What you should do
Starting with the line that contains "for &value in", copy out each line through the end of the entries below, exactly as written, and nothing else.

The input
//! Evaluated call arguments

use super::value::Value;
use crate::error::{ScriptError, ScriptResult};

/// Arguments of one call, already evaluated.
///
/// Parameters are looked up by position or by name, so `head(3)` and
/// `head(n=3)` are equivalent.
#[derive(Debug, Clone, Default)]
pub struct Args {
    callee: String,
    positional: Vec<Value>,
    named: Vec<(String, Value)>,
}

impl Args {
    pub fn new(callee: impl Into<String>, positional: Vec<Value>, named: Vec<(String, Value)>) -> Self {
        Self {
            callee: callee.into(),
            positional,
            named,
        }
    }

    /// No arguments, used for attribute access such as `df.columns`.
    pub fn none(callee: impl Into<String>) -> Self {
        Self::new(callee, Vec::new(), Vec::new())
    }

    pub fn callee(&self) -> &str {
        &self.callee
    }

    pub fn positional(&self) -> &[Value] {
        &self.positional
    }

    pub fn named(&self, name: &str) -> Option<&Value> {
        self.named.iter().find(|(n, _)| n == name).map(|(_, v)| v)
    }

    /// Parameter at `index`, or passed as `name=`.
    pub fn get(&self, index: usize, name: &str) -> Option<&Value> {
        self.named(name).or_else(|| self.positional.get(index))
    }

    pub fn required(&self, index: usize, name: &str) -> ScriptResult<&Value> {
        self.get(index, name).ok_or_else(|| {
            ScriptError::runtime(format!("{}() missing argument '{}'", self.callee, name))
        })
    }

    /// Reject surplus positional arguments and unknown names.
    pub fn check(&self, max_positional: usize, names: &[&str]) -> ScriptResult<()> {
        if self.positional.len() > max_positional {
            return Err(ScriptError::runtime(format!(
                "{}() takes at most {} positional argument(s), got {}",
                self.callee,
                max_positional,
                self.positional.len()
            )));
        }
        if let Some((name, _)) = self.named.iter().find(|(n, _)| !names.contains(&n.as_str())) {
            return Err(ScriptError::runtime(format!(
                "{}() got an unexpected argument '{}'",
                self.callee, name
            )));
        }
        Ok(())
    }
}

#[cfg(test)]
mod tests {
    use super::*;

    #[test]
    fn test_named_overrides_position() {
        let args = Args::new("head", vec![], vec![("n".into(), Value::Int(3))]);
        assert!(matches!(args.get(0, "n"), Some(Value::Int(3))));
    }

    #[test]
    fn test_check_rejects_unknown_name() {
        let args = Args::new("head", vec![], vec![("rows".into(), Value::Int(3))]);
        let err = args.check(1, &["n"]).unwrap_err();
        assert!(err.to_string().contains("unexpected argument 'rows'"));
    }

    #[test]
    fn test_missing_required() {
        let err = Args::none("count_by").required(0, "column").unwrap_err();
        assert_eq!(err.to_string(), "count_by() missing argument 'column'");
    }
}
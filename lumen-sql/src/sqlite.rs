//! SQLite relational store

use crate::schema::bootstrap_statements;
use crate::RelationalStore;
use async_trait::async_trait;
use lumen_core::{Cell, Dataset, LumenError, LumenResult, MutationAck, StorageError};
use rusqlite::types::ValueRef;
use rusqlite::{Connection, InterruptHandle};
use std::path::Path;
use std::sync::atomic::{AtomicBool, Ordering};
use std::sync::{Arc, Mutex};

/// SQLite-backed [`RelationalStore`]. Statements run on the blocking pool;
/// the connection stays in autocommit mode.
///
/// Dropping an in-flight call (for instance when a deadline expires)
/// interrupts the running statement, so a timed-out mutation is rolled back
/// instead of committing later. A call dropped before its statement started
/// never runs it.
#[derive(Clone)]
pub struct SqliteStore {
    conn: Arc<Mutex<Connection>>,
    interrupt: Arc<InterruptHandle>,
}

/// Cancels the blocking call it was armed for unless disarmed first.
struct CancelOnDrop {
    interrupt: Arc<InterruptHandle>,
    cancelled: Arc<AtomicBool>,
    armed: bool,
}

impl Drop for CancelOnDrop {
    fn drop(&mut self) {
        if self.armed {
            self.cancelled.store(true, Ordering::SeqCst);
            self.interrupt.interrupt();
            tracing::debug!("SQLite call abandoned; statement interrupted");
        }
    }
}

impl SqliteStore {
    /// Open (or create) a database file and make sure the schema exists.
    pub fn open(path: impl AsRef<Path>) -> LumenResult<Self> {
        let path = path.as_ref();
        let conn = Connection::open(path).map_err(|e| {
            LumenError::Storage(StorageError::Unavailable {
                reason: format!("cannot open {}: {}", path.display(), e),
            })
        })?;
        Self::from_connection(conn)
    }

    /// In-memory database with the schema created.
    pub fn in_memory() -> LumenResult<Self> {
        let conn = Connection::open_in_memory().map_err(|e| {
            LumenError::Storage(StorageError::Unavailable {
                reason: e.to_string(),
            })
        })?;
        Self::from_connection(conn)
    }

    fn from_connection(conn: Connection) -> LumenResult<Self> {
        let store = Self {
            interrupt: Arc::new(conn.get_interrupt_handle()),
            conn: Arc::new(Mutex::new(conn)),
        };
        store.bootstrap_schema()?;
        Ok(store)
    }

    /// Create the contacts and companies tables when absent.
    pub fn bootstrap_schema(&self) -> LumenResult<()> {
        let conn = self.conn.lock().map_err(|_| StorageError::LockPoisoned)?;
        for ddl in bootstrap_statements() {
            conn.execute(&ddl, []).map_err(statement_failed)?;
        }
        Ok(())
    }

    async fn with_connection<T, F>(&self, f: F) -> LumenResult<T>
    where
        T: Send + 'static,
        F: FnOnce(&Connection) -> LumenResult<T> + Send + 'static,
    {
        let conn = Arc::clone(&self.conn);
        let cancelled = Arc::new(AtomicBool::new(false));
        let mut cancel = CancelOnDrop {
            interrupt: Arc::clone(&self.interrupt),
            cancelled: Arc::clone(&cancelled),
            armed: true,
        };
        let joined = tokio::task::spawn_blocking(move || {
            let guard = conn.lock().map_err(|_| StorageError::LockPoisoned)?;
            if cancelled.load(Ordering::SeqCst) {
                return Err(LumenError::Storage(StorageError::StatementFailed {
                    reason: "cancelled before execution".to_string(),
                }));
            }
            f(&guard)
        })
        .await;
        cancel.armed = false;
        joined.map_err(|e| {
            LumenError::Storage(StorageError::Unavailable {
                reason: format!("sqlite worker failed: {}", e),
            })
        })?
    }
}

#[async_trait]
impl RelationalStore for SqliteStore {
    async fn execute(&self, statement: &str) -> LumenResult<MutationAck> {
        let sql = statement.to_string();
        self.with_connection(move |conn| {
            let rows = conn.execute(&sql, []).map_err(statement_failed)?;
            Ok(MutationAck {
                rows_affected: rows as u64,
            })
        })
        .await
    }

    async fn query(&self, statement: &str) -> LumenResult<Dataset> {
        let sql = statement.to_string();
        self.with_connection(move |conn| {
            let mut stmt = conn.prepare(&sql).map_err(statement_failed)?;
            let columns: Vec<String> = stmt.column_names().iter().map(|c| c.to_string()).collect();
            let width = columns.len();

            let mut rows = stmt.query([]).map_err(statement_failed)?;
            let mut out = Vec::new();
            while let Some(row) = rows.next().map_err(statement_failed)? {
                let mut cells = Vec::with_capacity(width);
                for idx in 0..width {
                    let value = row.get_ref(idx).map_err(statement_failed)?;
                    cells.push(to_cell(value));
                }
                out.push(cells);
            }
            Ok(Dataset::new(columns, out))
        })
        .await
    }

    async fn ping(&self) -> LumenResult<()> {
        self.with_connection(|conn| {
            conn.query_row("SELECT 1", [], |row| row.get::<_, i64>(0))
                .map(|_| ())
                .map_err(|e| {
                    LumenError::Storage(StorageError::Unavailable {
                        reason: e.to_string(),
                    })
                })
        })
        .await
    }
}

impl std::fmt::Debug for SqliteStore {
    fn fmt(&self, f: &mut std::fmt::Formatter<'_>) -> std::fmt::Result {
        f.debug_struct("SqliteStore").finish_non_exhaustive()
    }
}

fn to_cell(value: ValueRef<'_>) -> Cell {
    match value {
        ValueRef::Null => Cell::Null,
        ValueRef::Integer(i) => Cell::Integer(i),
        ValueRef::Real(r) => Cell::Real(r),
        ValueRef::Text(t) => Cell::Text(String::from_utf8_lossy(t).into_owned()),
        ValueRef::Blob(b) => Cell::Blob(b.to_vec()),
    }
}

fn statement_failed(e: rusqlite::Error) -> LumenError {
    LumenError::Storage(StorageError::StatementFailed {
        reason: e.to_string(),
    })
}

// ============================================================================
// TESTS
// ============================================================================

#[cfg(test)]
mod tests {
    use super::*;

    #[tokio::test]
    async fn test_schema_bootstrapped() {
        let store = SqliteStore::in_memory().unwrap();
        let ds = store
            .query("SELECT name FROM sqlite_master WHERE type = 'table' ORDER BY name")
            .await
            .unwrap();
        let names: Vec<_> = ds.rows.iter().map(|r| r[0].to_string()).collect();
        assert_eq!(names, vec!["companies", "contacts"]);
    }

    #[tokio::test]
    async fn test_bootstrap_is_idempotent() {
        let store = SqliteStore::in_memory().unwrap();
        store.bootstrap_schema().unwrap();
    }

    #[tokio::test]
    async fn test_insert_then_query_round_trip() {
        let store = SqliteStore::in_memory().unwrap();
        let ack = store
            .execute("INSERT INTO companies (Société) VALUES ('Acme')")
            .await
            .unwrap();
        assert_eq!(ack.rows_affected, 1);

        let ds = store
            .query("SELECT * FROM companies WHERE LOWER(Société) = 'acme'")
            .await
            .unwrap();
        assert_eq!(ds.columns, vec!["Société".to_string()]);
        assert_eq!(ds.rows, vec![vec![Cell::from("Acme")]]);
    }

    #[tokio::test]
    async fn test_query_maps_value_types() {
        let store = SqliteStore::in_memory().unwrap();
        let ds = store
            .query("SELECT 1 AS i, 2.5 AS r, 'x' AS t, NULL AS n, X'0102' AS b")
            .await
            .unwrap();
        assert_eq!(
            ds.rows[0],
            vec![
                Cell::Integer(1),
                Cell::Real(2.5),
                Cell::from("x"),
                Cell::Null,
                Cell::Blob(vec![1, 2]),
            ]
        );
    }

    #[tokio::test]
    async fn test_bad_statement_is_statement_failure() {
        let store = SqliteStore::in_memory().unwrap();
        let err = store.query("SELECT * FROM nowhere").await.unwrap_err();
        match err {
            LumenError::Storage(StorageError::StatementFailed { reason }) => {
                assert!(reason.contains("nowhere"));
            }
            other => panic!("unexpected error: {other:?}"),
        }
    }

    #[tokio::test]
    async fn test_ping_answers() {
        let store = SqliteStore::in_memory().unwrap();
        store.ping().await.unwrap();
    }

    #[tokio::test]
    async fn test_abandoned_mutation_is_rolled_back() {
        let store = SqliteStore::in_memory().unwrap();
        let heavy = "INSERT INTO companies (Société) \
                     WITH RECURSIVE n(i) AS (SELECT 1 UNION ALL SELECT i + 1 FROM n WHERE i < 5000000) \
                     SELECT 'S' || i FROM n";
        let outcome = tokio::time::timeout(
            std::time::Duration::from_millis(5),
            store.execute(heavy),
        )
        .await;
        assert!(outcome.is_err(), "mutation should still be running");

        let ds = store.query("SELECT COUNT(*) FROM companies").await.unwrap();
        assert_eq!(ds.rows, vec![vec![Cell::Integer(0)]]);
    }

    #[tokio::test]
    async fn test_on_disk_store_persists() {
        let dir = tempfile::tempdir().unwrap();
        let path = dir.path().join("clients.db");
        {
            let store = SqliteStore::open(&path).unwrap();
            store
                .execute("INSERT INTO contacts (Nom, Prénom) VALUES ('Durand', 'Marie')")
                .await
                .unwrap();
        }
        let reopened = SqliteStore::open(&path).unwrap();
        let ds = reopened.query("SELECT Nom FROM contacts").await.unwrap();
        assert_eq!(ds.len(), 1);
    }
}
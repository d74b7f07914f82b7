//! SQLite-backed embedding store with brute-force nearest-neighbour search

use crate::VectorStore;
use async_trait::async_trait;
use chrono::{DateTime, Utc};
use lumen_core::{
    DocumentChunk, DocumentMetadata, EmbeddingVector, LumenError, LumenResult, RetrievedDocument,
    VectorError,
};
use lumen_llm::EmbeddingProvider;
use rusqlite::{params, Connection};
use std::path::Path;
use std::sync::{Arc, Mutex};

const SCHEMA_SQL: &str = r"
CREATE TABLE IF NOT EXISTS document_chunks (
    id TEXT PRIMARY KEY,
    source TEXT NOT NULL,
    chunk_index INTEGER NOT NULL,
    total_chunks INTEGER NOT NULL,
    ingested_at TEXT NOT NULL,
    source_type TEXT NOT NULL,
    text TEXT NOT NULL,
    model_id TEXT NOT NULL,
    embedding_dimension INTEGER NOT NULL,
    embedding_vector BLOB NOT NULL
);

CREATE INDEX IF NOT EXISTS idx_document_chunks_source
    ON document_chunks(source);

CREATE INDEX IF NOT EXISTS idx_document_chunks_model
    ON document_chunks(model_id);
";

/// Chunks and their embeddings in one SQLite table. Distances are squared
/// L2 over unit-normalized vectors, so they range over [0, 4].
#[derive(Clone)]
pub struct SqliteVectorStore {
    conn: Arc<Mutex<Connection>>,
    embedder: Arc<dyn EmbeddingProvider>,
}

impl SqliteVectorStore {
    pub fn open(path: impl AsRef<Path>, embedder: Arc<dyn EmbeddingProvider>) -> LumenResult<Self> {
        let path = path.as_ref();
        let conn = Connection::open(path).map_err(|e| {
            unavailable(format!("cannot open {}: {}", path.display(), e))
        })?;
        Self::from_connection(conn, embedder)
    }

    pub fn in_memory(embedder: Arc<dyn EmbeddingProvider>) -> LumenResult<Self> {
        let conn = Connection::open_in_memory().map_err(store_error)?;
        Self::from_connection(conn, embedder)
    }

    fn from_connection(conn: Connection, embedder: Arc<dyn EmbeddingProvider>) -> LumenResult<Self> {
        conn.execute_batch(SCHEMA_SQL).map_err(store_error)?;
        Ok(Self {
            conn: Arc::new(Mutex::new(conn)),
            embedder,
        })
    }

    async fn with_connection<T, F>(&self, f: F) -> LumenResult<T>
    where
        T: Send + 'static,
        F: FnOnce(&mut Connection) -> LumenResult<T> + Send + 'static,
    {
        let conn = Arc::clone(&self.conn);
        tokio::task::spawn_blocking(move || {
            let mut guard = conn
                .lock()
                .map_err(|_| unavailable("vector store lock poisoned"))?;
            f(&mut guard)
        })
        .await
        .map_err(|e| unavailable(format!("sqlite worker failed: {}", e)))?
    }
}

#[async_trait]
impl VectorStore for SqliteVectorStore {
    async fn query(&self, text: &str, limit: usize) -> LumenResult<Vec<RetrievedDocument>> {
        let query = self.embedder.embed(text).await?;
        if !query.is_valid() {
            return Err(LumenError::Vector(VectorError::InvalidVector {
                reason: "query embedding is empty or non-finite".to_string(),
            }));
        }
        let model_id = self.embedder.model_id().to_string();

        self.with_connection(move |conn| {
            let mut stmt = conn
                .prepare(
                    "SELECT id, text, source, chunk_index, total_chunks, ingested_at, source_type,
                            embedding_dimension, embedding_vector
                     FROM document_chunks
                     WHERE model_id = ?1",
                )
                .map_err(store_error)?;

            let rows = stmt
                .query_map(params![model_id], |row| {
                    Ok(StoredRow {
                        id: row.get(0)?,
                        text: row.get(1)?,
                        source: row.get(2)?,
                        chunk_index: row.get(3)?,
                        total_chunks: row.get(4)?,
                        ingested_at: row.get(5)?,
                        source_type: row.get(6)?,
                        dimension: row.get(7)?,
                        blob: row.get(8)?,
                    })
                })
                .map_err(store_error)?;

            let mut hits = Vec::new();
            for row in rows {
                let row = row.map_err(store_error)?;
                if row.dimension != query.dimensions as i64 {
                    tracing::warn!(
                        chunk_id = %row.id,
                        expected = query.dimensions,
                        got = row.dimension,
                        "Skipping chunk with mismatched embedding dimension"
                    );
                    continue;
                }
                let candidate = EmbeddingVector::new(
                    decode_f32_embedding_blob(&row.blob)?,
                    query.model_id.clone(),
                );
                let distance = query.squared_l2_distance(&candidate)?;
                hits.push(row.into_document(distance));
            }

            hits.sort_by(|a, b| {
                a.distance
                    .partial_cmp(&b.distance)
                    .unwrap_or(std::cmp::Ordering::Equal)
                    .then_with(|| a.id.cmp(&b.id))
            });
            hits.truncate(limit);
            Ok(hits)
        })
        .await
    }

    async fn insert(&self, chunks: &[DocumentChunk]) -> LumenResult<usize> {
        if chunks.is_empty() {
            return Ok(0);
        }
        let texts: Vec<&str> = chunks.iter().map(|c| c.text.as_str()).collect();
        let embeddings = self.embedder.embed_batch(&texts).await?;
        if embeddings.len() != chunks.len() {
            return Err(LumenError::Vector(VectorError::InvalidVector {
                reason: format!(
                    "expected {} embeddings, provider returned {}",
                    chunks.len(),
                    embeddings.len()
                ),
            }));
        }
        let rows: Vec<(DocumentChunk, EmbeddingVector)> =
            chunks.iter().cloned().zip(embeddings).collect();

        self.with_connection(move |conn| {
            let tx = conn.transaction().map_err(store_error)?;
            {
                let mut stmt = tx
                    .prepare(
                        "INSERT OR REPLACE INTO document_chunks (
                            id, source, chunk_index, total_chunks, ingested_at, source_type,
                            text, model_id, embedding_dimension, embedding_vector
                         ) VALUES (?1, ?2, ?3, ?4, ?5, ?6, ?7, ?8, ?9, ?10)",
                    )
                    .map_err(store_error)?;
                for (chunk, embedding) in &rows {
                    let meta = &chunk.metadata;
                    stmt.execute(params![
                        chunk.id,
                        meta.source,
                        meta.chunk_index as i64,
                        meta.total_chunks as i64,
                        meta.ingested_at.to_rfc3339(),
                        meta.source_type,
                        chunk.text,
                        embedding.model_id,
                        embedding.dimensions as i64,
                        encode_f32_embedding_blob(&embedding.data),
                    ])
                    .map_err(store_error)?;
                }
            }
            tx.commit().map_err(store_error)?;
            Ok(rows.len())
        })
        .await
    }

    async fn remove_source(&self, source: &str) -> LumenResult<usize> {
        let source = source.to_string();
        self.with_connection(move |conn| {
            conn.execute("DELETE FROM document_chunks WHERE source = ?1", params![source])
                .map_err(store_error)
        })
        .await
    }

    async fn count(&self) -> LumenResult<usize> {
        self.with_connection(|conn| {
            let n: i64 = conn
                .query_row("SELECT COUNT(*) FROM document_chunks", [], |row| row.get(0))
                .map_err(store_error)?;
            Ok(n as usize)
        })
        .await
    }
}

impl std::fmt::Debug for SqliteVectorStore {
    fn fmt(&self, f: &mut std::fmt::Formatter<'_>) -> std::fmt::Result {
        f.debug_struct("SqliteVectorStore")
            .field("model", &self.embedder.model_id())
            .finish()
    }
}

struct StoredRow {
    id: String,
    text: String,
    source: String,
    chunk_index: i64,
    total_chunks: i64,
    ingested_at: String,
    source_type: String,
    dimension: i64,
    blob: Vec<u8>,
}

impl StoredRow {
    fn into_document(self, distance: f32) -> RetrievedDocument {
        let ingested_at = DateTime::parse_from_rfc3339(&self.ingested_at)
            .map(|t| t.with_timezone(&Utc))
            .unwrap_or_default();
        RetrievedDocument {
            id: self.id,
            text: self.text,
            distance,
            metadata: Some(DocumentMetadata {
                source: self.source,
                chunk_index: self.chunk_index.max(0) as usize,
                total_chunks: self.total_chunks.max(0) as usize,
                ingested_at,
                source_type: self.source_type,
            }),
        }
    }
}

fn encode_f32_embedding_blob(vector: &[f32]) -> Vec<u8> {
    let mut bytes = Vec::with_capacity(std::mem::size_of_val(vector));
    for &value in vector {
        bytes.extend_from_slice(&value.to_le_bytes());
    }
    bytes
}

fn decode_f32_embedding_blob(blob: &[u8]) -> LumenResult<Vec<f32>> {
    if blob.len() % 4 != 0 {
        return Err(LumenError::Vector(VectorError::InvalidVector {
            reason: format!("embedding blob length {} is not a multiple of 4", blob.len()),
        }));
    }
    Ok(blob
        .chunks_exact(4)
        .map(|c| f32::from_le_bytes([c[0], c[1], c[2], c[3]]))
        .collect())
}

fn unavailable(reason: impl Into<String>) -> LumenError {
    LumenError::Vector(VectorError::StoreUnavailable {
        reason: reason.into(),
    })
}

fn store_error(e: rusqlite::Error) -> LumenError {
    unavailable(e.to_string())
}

Answer space
    for &value in vector {
        bytes.extend_from_slice(&value.to_le_bytes());
    }
    bytes
}

fn decode_f32_embedding_blob(blob: &[u8]) -> LumenResult<Vec<f32>> {
    if blob.len() % 4 != 0 {
        return Err(LumenError::Vector(VectorError::InvalidVector {
            reason: format!("embedding blob length {} is not a multiple of 4", blob.len()),
        }));
    }
    Ok(blob
        .chunks_exact(4)
        .map(|c| f32::from_le_bytes([c[0], c[1], c[2], c[3]]))
        .collect())
}

fn unavailable(reason: impl Into<String>) -> LumenError {
    LumenError::Vector(VectorError::StoreUnavailable {
        reason: reason.into(),
    })
}

fn store_error(e: rusqlite::Error) -> LumenError {
    unavailable(e.to_string())
}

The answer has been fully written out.